Juselius veut que l'intérieur soit magnifiquement décoré. L'essentiel du programme iconographique est confié à Gallén. En 1902, celui-ci fait de nombreuses études préparatoires pour des oeuvres qui seront peintes à la fresque. Détruites par un incendie, celles-ci sont restituées en 1930 par Jorma Gallen-Kallela.
Gallén consacre ces fresques au cycle de la vie et de la mort. Il traite ce thème en relation étroite avec le rythme des saisons, et dans une perspective métaphysique. Dans Printemps, une femme en robe noire, symbole de la mort, menace la joie simple des enfants. La mort plane aussi dans Construction : c'est le lait destiné à un nouveau-né disparu que la femme donne à son aîné. La rivière du Tuonela, rivière des morts dans le Kalevala, emporte sans merci les vivants désespérés.
Arts décoratifs
L'intérêt de Gallén pour les arts décoratifs s'éveille en 1894-1895, lorsqu'il fait construire sa maison-atelier Kalela. Il décide en effet d'en dessiner lui-même les aménagements. Il fabrique des meubles en bois, aux formes robustes et rectilignes, dont on chercherait en vain des inspirations dans le folklore finlandais. Ces créations dégagent une impression rustique qui les place dans la mouvance d'une partie des réalisations de l'Art Nouveau européen. Le buffet créé en 1897 est orné d'un décor sculpté qui symbolise l'arbre de la connaissance.
Louis Sparre, un ami de Gallen rencontré en 1887 à l'Académie Julian, a créé en 1897 l'entreprise d'arts décoratifs Iris, sur le modèle de celle de William Morris à Londres. C'est lui qui demande à Gallén de concevoir la chambre Iris au sein du pavillon finlandais à l'Exposition universelle de Paris en 1900. Les céramiques d'Alfred William Finch, qui est influencé par les réalisations belges de l'Art Nouveau y sont également présentées.
Art total
A la fin du XIXe siècle, de nombreux artistes européens, comme Carl Larsson en Suède, s'installent dans des contrées reculées, loin des villes. Ils se font construire une maison à leur image dont ils veulent maîtriser complètement l'espace intérieur et le mobilier. C'est la démarche que suit Gallén en 1894-1895 avec sa maison-atelier Kalela, construite en rondins de pin, d'après ses propres plans et en employant des méthodes constructives traditionnelles. Gallén fabrique lui-même le mobilier de Kalela.

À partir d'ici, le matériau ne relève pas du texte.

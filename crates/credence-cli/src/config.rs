//! Configuration management for the CLI.
//!
//! One TOML file carries every section; missing sections and keys fall back
//! to their defaults:
//!
//! ```toml
//! [dispatch]
//! mode = "simulated"
//!
//! [aggregation]
//! credible_threshold = 0.65
//!
//! [analyzer]
//! default_min_responders = 5
//!
//! [output]
//! format = "json"
//! ```

use crate::error::{CliError, Result};
use credence_aggregator::AggregationConfig;
use credence_analyzer::{Analyzer, AnalyzerConfig};
use credence_dispatch::{DispatchConfig, DispatchMode};
use serde::{Deserialize, Serialize};
use std::fs;
use std::path::{Path, PathBuf};
use tracing::debug;

/// CLI configuration.
#[derive(Debug, Clone, Default, PartialEq, Serialize, Deserialize)]
#[serde(default)]
pub struct CredenceConfig {
    /// How claims reach responders
    pub dispatch: DispatchConfig,

    /// How responses are reduced to a verdict
    pub aggregation: AggregationConfig,

    /// Request defaults and bounds
    pub analyzer: AnalyzerConfig,

    /// Output settings
    pub output: Settings,
}

/// Output settings.
#[derive(Debug, Clone, PartialEq, Serialize, Deserialize)]
pub struct Settings {
    /// Enable colored output
    #[serde(default = "default_true")]
    pub color: bool,

    /// Default output format
    #[serde(default)]
    pub format: OutputFormat,
}

/// Output format.
#[derive(Debug, Clone, Copy, Default, PartialEq, Eq, Serialize, Deserialize)]
#[serde(rename_all = "lowercase")]
pub enum OutputFormat {
    /// Human-readable text
    #[default]
    Text,
    /// Pretty-printed JSON
    Json,
}

impl CredenceConfig {
    /// Per-user configuration file, if the platform has a config directory.
    pub fn default_path() -> Option<PathBuf> {
        dirs::config_dir().map(|dir| dir.join("credence").join("config.toml"))
    }

    /// Load configuration.
    ///
    /// An explicit path must exist. Without one, the per-user file is read
    /// when present and defaults are used otherwise.
    pub fn load(path: Option<&Path>) -> Result<Self> {
        match path {
            Some(path) => Self::load_file(path),
            None => match Self::default_path() {
                Some(path) if path.exists() => Self::load_file(&path),
                _ => {
                    debug!("No configuration file, using defaults");
                    Ok(Self::default())
                }
            },
        }
    }

    fn load_file(path: &Path) -> Result<Self> {
        debug!("Loading configuration from {}", path.display());
        let contents = fs::read_to_string(path).map_err(|e| {
            CliError::Config(format!("Failed to read {}: {}", path.display(), e))
        })?;
        let config = Self::from_toml(&contents)?;
        config.validate()?;
        Ok(config)
    }

    /// Parse from TOML.
    pub fn from_toml(toml_str: &str) -> Result<Self> {
        Ok(toml::from_str(toml_str)?)
    }

    /// Serialize to TOML.
    pub fn to_toml(&self) -> Result<String> {
        toml::to_string_pretty(self)
            .map_err(|e| CliError::Config(format!("Failed to serialize config: {}", e)))
    }

    /// Validate every section.
    pub fn validate(&self) -> Result<()> {
        self.dispatch
            .validate()
            .map_err(|e| CliError::Config(format!("[dispatch] {}", e)))?;
        self.aggregation
            .validate()
            .map_err(|e| CliError::Config(format!("[aggregation] {}", e)))?;
        self.analyzer
            .validate()
            .map_err(|e| CliError::Config(format!("[analyzer] {}", e)))?;
        Ok(())
    }

    /// Override the dispatch mode.
    pub fn with_mode(mut self, mode: DispatchMode) -> Self {
        self.dispatch.mode = mode;
        self
    }

    /// Build the analyzer described by this configuration.
    pub fn build_analyzer(&self) -> Result<Analyzer> {
        Ok(Analyzer::new(
            self.analyzer.clone(),
            self.dispatch.clone(),
            self.aggregation.clone(),
        )?)
    }
}

impl Default for Settings {
    fn default() -> Self {
        Self {
            color: true,
            format: OutputFormat::Text,
        }
    }
}

fn default_true() -> bool {
    true
}
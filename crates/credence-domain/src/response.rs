//! Miner response module - one responder's normalized opinion

use crate::confidence::clamp_unit;
use serde::{Deserialize, Serialize};

/// Neutral score used when a responder gave no usable score
pub const NEUTRAL_SCORE: f64 = 0.5;

/// One responder's opinion about a claim
///
/// Constructed through [`MinerResponse::new`], which clamps `score` and
/// `confidence` into `[0, 1]` (NaN becomes the neutral 0.5). Fields are
/// read-only afterwards. Deserialization goes through the same constructor.
#[derive(Debug, Clone, PartialEq, Serialize, Deserialize)]
#[serde(rename_all = "camelCase", from = "RawMinerResponse")]
pub struct MinerResponse {
    responder_id: String,
    score: f64,
    reasoning: String,
    sources: Vec<String>,
    confidence: f64,
    processing_time_ms: u64,
}

/// Wire shape of a response before normalization
#[derive(Deserialize)]
#[serde(rename_all = "camelCase")]
struct RawMinerResponse {
    responder_id: String,
    score: f64,
    reasoning: String,
    #[serde(default)]
    sources: Vec<String>,
    confidence: f64,
    #[serde(default)]
    processing_time_ms: u64,
}

impl From<RawMinerResponse> for MinerResponse {
    fn from(raw: RawMinerResponse) -> Self {
        Self::new(
            raw.responder_id,
            raw.score,
            raw.reasoning,
            raw.sources,
            raw.confidence,
            raw.processing_time_ms,
        )
    }
}

impl MinerResponse {
    /// Create a normalized response
    ///
    /// # Examples
    ///
    /// ```
    /// use credence_domain::MinerResponse;
    ///
    /// let response = MinerResponse::new("miner-7", 1.4, "Looks right", vec![], f64::NAN, 120);
    /// assert_eq!(response.score(), 1.0);
    /// assert_eq!(response.confidence(), 0.5);
    /// ```
    pub fn new(
        responder_id: impl Into<String>,
        score: f64,
        reasoning: impl Into<String>,
        sources: Vec<String>,
        confidence: f64,
        processing_time_ms: u64,
    ) -> Self {
        Self {
            responder_id: responder_id.into(),
            score: clamp_unit(score, NEUTRAL_SCORE),
            reasoning: reasoning.into(),
            sources,
            confidence: clamp_unit(confidence, NEUTRAL_SCORE),
            processing_time_ms,
        }
    }

    /// Identifier of the responder that produced this opinion
    pub fn responder_id(&self) -> &str {
        &self.responder_id
    }

    /// Credibility score in `[0, 1]`
    pub fn score(&self) -> f64 {
        self.score
    }

    /// Free-text rationale
    pub fn reasoning(&self) -> &str {
        &self.reasoning
    }

    /// Cited source URLs
    pub fn sources(&self) -> &[String] {
        &self.sources
    }

    /// Responder's self-reported confidence in `[0, 1]`
    pub fn confidence(&self) -> f64 {
        self.confidence
    }

    /// Time the responder spent producing the opinion
    pub fn processing_time_ms(&self) -> u64 {
        self.processing_time_ms
    }
}
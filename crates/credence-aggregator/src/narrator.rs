//! Consensus narrative generation
//!
//! A templated rationale keyed off the credibility band, plus a bag-of-terms
//! scan for recurring themes. Cheap and explainable; not semantic analysis.

use crate::config::{AggregationConfig, CredibilityBands};
use credence_domain::MinerResponse;

/// Domain terms recognized as reasoning themes, in tie-break order
pub const THEME_VOCABULARY: &[&str] = &[
    "reliable sources",
    "contradictory information",
    "peer review",
    "scientific consensus",
    "expert opinion",
    "official data",
    "primary source",
    "statistical evidence",
    "historical record",
    "lacks evidence",
    "misleading",
    "outdated",
    "unverified",
    "fact-check",
];

/// Builds the human-readable consensus text
#[derive(Debug, Clone)]
pub struct ConsensusNarrator {
    bands: CredibilityBands,
    high_score_threshold: f64,
    low_score_threshold: f64,
    max_themes: usize,
}

impl ConsensusNarrator {
    /// Create a narrator from the aggregation configuration
    pub fn new(config: &AggregationConfig) -> Self {
        Self {
            bands: config.bands,
            high_score_threshold: config.high_score_threshold,
            low_score_threshold: config.low_score_threshold,
            max_themes: config.max_themes,
        }
    }

    /// Produce the consensus text for `responses` at `credibility_score`
    pub fn narrate(&self, responses: &[MinerResponse], credibility_score: f64) -> String {
        let high = responses
            .iter()
            .filter(|r| r.score() >= self.high_score_threshold)
            .count();
        let low = responses
            .iter()
            .filter(|r| r.score() <= self.low_score_threshold)
            .count();

        let mut text = format!(
            "{} {} {} evaluated the claim: {} reported high credibility and {} reported low credibility.",
            self.band_sentence(credibility_score),
            responses.len(),
            if responses.len() == 1 { "responder" } else { "responders" },
            high,
            low,
        );

        let themes = self.themes(responses);
        if !themes.is_empty() {
            text.push_str(&format!(" Recurring themes: {}.", themes.join(", ")));
        }

        text
    }

    /// Most frequent vocabulary terms across responses, at most `max_themes`
    ///
    /// Frequency is the number of responses whose reasoning mentions the term
    /// (case-insensitive). Ties keep vocabulary order.
    pub fn themes(&self, responses: &[MinerResponse]) -> Vec<&'static str> {
        let lowered: Vec<String> = responses.iter().map(|r| r.reasoning().to_lowercase()).collect();

        let mut counts: Vec<(&'static str, usize)> = THEME_VOCABULARY
            .iter()
            .map(|&term| (term, lowered.iter().filter(|text| text.contains(term)).count()))
            .filter(|&(_, count)| count > 0)
            .collect();

        // Stable sort keeps vocabulary order among equal counts
        counts.sort_by(|a, b| b.1.cmp(&a.1));

        counts
            .into_iter()
            .take(self.max_themes)
            .map(|(term, _)| term)
            .collect()
    }

    fn band_sentence(&self, score: f64) -> &'static str {
        if score >= self.bands.strong {
            "Strong consensus supports the credibility of this claim."
        } else if score >= self.bands.credible {
            "The claim is generally considered credible."
        } else if score >= self.bands.mixed {
            "Responders hold mixed views on the credibility of this claim."
        } else if score >= self.bands.low {
            "The claim has low credibility according to most responders."
        } else {
            "The claim has very low credibility; responders largely reject it."
        }
    }
}

impl Default for ConsensusNarrator {
    fn default() -> Self {
        Self::new(&AggregationConfig::default())
    }
}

En 1900, il conçoit la chambre Iris dans le pavillon finlandais à l'Exposition universelle de Paris. Par son élégance sobre, le mobilier se démarque du primitivisme. Gallén crée aussi une oeuvre textile, appelée ryijy en finnois: le ryijy Flamme, qui évoque à la fois le monde végétal - des fougères - et un feu. La chambre Iris marque l'acte de naissance de l'art finlandais pour le public international. Le ryijy Flamme est devenu un incunable du design finlandais.
L'Afrique
A partir de 1902, Gallén est en contact étroit avec l'avant-garde allemande, qui va bientôt aboutir à l'expressionnisme. Il souffre de la situation politique en Finlande : en 1908, les autorités russes dissolvent le Parlement finlandais qui avait été élu pour la première fois au suffrage universel en 1907, l'année même où Gallén a pris le nom finnois de Gallen-Kallela. La peinture qui le représente à ski avec son fils, en hiver 1909, rend bien cette tension. L'artiste s'installe à Paris, mais une force irrésistible le pousse plus loin, en Afrique où il veut découvrir des territoires et des populations authentiques.
En mai 1909, il s'embarque de Marseille pour l'Afrique orientale britannique (le Kenya actuel) avec sa femme et ses deux enfants. Ils vont y rester 16 mois. Pendant ce séjour, l'artiste vit dans des campements, fait des safaris, participe à des chasses et rassemble des matériaux ethnographiques. Il part en expédition au Mont Kenya, et entre en contact avec les peuples de la région. Il rapporte de ce voyage une formidable oeuvre expressionniste.